**Problem requirements:** Restate the records so that not a single word differs.

Start of Given data

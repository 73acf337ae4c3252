//! Hand landmarks and poses.

use std::{fmt, str::FromStr};

use nalgebra::Point3;

use crate::frame::Resolution;

/// Number of landmarks making up a hand pose.
pub const NUM_LANDMARKS: usize = 21;

/// A landmark position.
pub type Position = [f32; 3];

/// Names for the hand pose landmarks.
///
/// # Terminology
///
/// - **CMC**: [Carpometacarpal joint], the lowest joint of the thumb, located near the wrist.
/// - **MCP**: [Metacarpophalangeal joint], the lower joint forming the knuckles near the palm of
///   the hand.
/// - **PIP**: Proximal Interphalangeal joint, the joint between the MCP and DIP.
/// - **DIP**: Distal Interphalangeal joint, the highest joint of a finger.
/// - **Tip**: This landmark is just placed on the tip of the finger, above the DIP.
///
/// [Carpometacarpal joint]: https://en.wikipedia.org/wiki/Carpometacarpal_joint
/// [Metacarpophalangeal joint]: https://en.wikipedia.org/wiki/Metacarpophalangeal_joint
#[derive(Debug, Clone, Copy, PartialEq, Eq)]
pub enum LandmarkIdx {
    Wrist,
    ThumbCmc,
    ThumbMcp,
    ThumbIp,
    ThumbTip,
    IndexFingerMcp,
    IndexFingerPip,
    IndexFingerDip,
    IndexFingerTip,
    MiddleFingerMcp,
    MiddleFingerPip,
    MiddleFingerDip,
    MiddleFingerTip,
    RingFingerMcp,
    RingFingerPip,
    RingFingerDip,
    RingFingerTip,
    PinkyMcp,
    PinkyPip,
    PinkyDip,
    PinkyTip,
}

#[derive(Debug, Clone, Copy, PartialEq, Eq, Hash)]
pub enum Handedness {
    Left,
    Right,
}

impl Handedness {
    /// Returns the opposite hand.
    pub fn other(self) -> Self {
        match self {
            Self::Left => Self::Right,
            Self::Right => Self::Left,
        }
    }
}

/// A hand skeleton made of exactly [`NUM_LANDMARKS`] landmarks.
#[derive(Debug, Clone, Copy, PartialEq)]
pub struct HandPose {
    positions: [Position; NUM_LANDMARKS],
}

impl HandPose {
    pub fn new(positions: [Position; NUM_LANDMARKS]) -> Self {
        Self { positions }
    }

    /// Creates a pose with every landmark at `pos`.
    pub fn splat(pos: Position) -> Self {
        Self::new([pos; NUM_LANDMARKS])
    }

    pub fn positions(&self) -> &[Position; NUM_LANDMARKS] {
        &self.positions
    }

    pub fn landmark(&self, idx: LandmarkIdx) -> Position {
        self.positions[idx as usize]
    }

    pub fn wrist(&self) -> Position {
        self.landmark(LandmarkIdx::Wrist)
    }

    /// Returns the distance between this pose's wrist and `pos`.
    pub fn wrist_distance(&self, pos: Position) -> f32 {
        nalgebra::distance(&Point3::from(self.wrist()), &Point3::from(pos))
    }

    /// Returns whether every coordinate is exactly `0.0`.
    pub fn is_zero(&self) -> bool {
        self.positions.iter().flatten().all(|&c| c == 0.0)
    }

    pub fn map_positions(mut self, mut f: impl FnMut(Position) -> Position) -> Self {
        for pos in &mut self.positions {
            *pos = f(*pos);
        }
        self
    }

    /// Extrapolates the next pose assuming every landmark keeps moving at the velocity it had
    /// between `previous` and `self`.
    ///
    /// This is one Euler step of a constant-velocity model: `self + (self - previous)`.
    pub fn extrapolate_from(&self, previous: &HandPose) -> HandPose {
        let mut next = *self;
        for (out, prev) in next.positions.iter_mut().zip(&previous.positions) {
            for (c, p) in out.iter_mut().zip(prev) {
                *c += *c - p;
            }
        }
        next
    }
}

/// Mapping of a network's normalized `(x, y, z)` landmarks into the coordinates handed to the
/// host.
///
/// `W` and `H` are the frame width and height.
#[derive(Debug, Clone, Copy, PartialEq, Eq)]
pub enum Axes {
    /// `(x·W, -z·W, y·H)`: depth is mapped onto the vertical axis of the host's scene, and the
    /// image's vertical axis onto the scene's depth. This is a display convention of the host, not
    /// a physical property of the estimated depth.
    DepthUp,
    /// `(x·W, y·H, z·W)`: plain image coordinates, Y pointing down.
    ImagePlane,
}

impl Axes {
    pub fn to_pixels(self, [x, y, z]: Position, res: Resolution) -> Position {
        let w = res.width() as f32;
        let h = res.height() as f32;
        match self {
            Self::DepthUp => [x * w, -z * w, y * h],
            Self::ImagePlane => [x * w, y * h, z * w],
        }
    }
}

impl Default for Axes {
    fn default() -> Self {
        Self::DepthUp
    }
}

impl FromStr for Axes {
    type Err = String;

    fn from_str(s: &str) -> Result<Self, Self::Err> {
        match s {
            "depth-up" => Ok(Self::DepthUp),
            "image-plane" => Ok(Self::ImagePlane),
            _ => Err(format!(
                "unknown axis convention '{s}' (expected 'depth-up' or 'image-plane')"
            )),
        }
    }
}

impl fmt::Display for Axes {
    fn fmt(&self, f: &mut fmt::Formatter<'_>) -> fmt::Result {
        f.write_str(match self {
            Self::DepthUp => "depth-up",
            Self::ImagePlane => "image-plane",
        })
    }
}

/// Where a pose handed to the host came from.
#[derive(Debug, Clone, Copy, PartialEq, Eq)]
pub enum Provenance {
    /// Estimated by the network in the current frame.
    Detected,
    /// Extrapolated from recent history because the hand was not detected.
    Projected,
}

/// A pose assigned to a hand slot for one frame.
#[derive(Debug, Clone, Copy, PartialEq)]
pub struct TrackedHand {
    pub pose: HandPose,
    pub provenance: Provenance,
}

#[cfg(test)]
mod tests {
    use approx::assert_relative_eq;

    use super::*;

    #[test]
    fn extrapolation_is_constant_velocity() {
        let prev = HandPose::splat([0.0, 0.0, 0.0]);
        let last = HandPose::splat([1.0, 1.0, 1.0]);
        assert_eq!(last.extrapolate_from(&prev), HandPose::splat([2.0, 2.0, 2.0]));

        let prev = HandPose::splat([5.0, -1.0, 2.0]);
        let last = HandPose::splat([4.0, 1.0, 2.0]);
        assert_eq!(last.extrapolate_from(&prev), HandPose::splat([3.0, 3.0, 2.0]));
    }

    #[test]
    fn wrist_distance() {
        let mut positions = [[9.0; 3]; NUM_LANDMARKS];
        positions[LandmarkIdx::Wrist as usize] = [1.0, 2.0, 2.0];
        let pose = HandPose::new(positions);
        assert_eq!(pose.wrist(), [1.0, 2.0, 2.0]);
        assert_relative_eq!(pose.wrist_distance([0.0, 0.0, 0.0]), 3.0);
    }

    #[test]
    fn zero_pose() {
        assert!(HandPose::splat([0.0; 3]).is_zero());
        let mut positions = [[0.0; 3]; NUM_LANDMARKS];
        positions[20][2] = 0.5;
        assert!(!HandPose::new(positions).is_zero());
    }

    #[test]
    fn axis_conventions() {
        let res = Resolution::new(100, 50);
        assert_eq!(Axes::DepthUp.to_pixels([0.5, 0.2, 0.1], res), [50.0, -10.0, 10.0]);
        assert_eq!(Axes::ImagePlane.to_pixels([0.5, 0.2, 0.1], res), [50.0, 10.0, 10.0]);
        assert_eq!(Axes::default(), Axes::DepthUp);
        assert_eq!("image-plane".parse::<Axes>(), Ok(Axes::ImagePlane));
        assert!("sideways".parse::<Axes>().is_err());
    }

    #[test]
    fn handedness_other() {
        assert_eq!(Handedness::Left.other(), Handedness::Right);
        assert_eq!(Handedness::Right.other(), Handedness::Left);
    }
}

End of Given data

**Answer section:**
repository 73acf337ae4c3252
//! Hand landmarks and poses.

use std::{fmt, str::FromStr};

use nalgebra::Point3;

use crate::frame::Resolution;

/// Number of landmarks making up a hand pose.
pub const NUM_LANDMARKS: usize = 21;

/// A landmark position.
pub type Position = [f32; 3];

/// Names for the hand pose landmarks.
///
/// # Terminology
///
/// - **CMC**: [Carpometacarpal joint], the lowest joint of the thumb, located near the wrist.
/// - **MCP**: [Metacarpophalangeal joint], the lower joint forming the knuckles near the palm of
///   the hand.
/// - **PIP**: Proximal Interphalangeal joint, the joint between the MCP and DIP.
/// - **DIP**: Distal Interphalangeal joint, the highest joint of a finger.
/// - **Tip**: This landmark is just placed on the tip of the finger, above the DIP.
///
/// [Carpometacarpal joint]: https://en.wikipedia.org/wiki/Carpometacarpal_joint
/// [Metacarpophalangeal joint]: https://en.wikipedia.org/wiki/Metacarpophalangeal_joint
#[derive(Debug, Clone, Copy, PartialEq, Eq)]
pub enum LandmarkIdx {
    Wrist,
    ThumbCmc,
    ThumbMcp,
    ThumbIp,
    ThumbTip,
    IndexFingerMcp,
    IndexFingerPip,
    IndexFingerDip,
    IndexFingerTip,
    MiddleFingerMcp,
    MiddleFingerPip,
    MiddleFingerDip,
    MiddleFingerTip,
    RingFingerMcp,
    RingFingerPip,
    RingFingerDip,
    RingFingerTip,
    PinkyMcp,
    PinkyPip,
    PinkyDip,
    PinkyTip,
}

#[derive(Debug, Clone, Copy, PartialEq, Eq, Hash)]
pub enum Handedness {
    Left,
    Right,
}

impl Handedness {
    /// Returns the opposite hand.
    pub fn other(self) -> Self {
        match self {
            Self::Left => Self::Right,
            Self::Right => Self::Left,
        }
    }
}

/// A hand skeleton made of exactly [`NUM_LANDMARKS`] landmarks.
#[derive(Debug, Clone, Copy, PartialEq)]
pub struct HandPose {
    positions: [Position; NUM_LANDMARKS],
}

impl HandPose {
    pub fn new(positions: [Position; NUM_LANDMARKS]) -> Self {
        Self { positions }
    }

    /// Creates a pose with every landmark at `pos`.
    pub fn splat(pos: Position) -> Self {
        Self::new([pos; NUM_LANDMARKS])
    }

    pub fn positions(&self) -> &[Position; NUM_LANDMARKS] {
        &self.positions
    }

    pub fn landmark(&self, idx: LandmarkIdx) -> Position {
        self.positions[idx as usize]
    }

    pub fn wrist(&self) -> Position {
        self.landmark(LandmarkIdx::Wrist)
    }

    /// Returns the distance between this pose's wrist and `pos`.
    pub fn wrist_distance(&self, pos: Position) -> f32 {
        nalgebra::distance(&Point3::from(self.wrist()), &Point3::from(pos))
    }

    /// Returns whether every coordinate is exactly `0.0`.
    pub fn is_zero(&self) -> bool {
        self.positions.iter().flatten().all(|&c| c == 0.0)
    }

    pub fn map_positions(mut self, mut f: impl FnMut(Position) -> Position) -> Self {
        for pos in &mut self.positions {
            *pos = f(*pos);
        }
        self
    }

    /// Extrapolates the next pose assuming every landmark keeps moving at the velocity it had
    /// between `previous` and `self`.
    ///
    /// This is one Euler step of a constant-velocity model: `self + (self - previous)`.
    pub fn extrapolate_from(&self, previous: &HandPose) -> HandPose {
        let mut next = *self;
        for (out, prev) in next.positions.iter_mut().zip(&previous.positions) {
            for (c, p) in out.iter_mut().zip(prev) {
                *c += *c - p;
            }
        }
        next
    }
}

/// Mapping of a network's normalized `(x, y, z)` landmarks into the coordinates handed to the
/// host.
///
/// `W` and `H` are the frame width and height.
#[derive(Debug, Clone, Copy, PartialEq, Eq)]
pub enum Axes {
    /// `(x·W, -z·W, y·H)`: depth is mapped onto the vertical axis of the host's scene, and the
    /// image's vertical axis onto the scene's depth. This is a display convention of the host, not
    /// a physical property of the estimated depth.
    DepthUp,
    /// `(x·W, y·H, z·W)`: plain image coordinates, Y pointing down.
    ImagePlane,
}

impl Axes {
    pub fn to_pixels(self, [x, y, z]: Position, res: Resolution) -> Position {
        let w = res.width() as f32;
        let h = res.height() as f32;
        match self {
            Self::DepthUp => [x * w, -z * w, y * h],
            Self::ImagePlane => [x * w, y * h, z * w],
        }
    }
}

impl Default for Axes {
    fn default() -> Self {
        Self::DepthUp
    }
}

impl FromStr for Axes {
    type Err = String;

    fn from_str(s: &str) -> Result<Self, Self::Err> {
        match s {
            "depth-up" => Ok(Self::DepthUp),
            "image-plane" => Ok(Self::ImagePlane),
            _ => Err(format!(
                "unknown axis convention '{s}' (expected 'depth-up' or 'image-plane')"
            )),
        }
    }
}

impl fmt::Display for Axes {
    fn fmt(&self, f: &mut fmt::Formatter<'_>) -> fmt::Result {
        f.write_str(match self {
            Self::DepthUp => "depth-up",
            Self::ImagePlane => "image-plane",
        })
    }
}

/// Where a pose handed to the host came from.
#[derive(Debug, Clone, Copy, PartialEq, Eq)]
pub enum Provenance {
    /// Estimated by the network in the current frame.
    Detected,
    /// Extrapolated from recent history because the hand was not detected.
    Projected,
}

/// A pose assigned to a hand slot for one frame.
#[derive(Debug, Clone, Copy, PartialEq)]
pub struct TrackedHand {
    pub pose: HandPose,
    pub provenance: Provenance,
}

#[cfg(test)]
mod tests {
    use approx::assert_relative_eq;

    use super::*;

    #[test]
    fn extrapolation_is_constant_velocity() {
        let prev = HandPose::splat([0.0, 0.0, 0.0]);
        let last = HandPose::splat([1.0, 1.0, 1.0]);
        assert_eq!(last.extrapolate_from(&prev), HandPose::splat([2.0, 2.0, 2.0]));

        let prev = HandPose::splat([5.0, -1.0, 2.0]);
        let last = HandPose::splat([4.0, 1.0, 2.0]);
        assert_eq!(last.extrapolate_from(&prev), HandPose::splat([3.0, 3.0, 2.0]));
    }

    #[test]
    fn wrist_distance() {
        let mut positions = [[9.0; 3]; NUM_LANDMARKS];
        positions[LandmarkIdx::Wrist as usize] = [1.0, 2.0, 2.0];
        let pose = HandPose::new(positions);
        assert_eq!(pose.wrist(), [1.0, 2.0, 2.0]);
        assert_relative_eq!(pose.wrist_distance([0.0, 0.0, 0.0]), 3.0);
    }

    #[test]
    fn zero_pose() {
        assert!(HandPose::splat([0.0; 3]).is_zero());
        let mut positions = [[0.0; 3]; NUM_LANDMARKS];
        positions[20][2] = 0.5;
        assert!(!HandPose::new(positions).is_zero());
    }

    #[test]
    fn axis_conventions() {
        let res = Resolution::new(100, 50);
        assert_eq!(Axes::DepthUp.to_pixels([0.5, 0.2, 0.1], res), [50.0, -10.0, 10.0]);
        assert_eq!(Axes::ImagePlane.to_pixels([0.5, 0.2, 0.1], res), [50.0, 10.0, 10.0]);
        assert_eq!(Axes::default(), Axes::DepthUp);
        assert_eq!("image-plane".parse::<Axes>(), Ok(Axes::ImagePlane));
        assert!("sideways".parse::<Axes>().is_err());
    }

    #[test]
    fn handedness_other() {
        assert_eq!(Handedness::Left.other(), Handedness::Right);
        assert_eq!(Handedness::Right.other(), Handedness::Left);
    }
}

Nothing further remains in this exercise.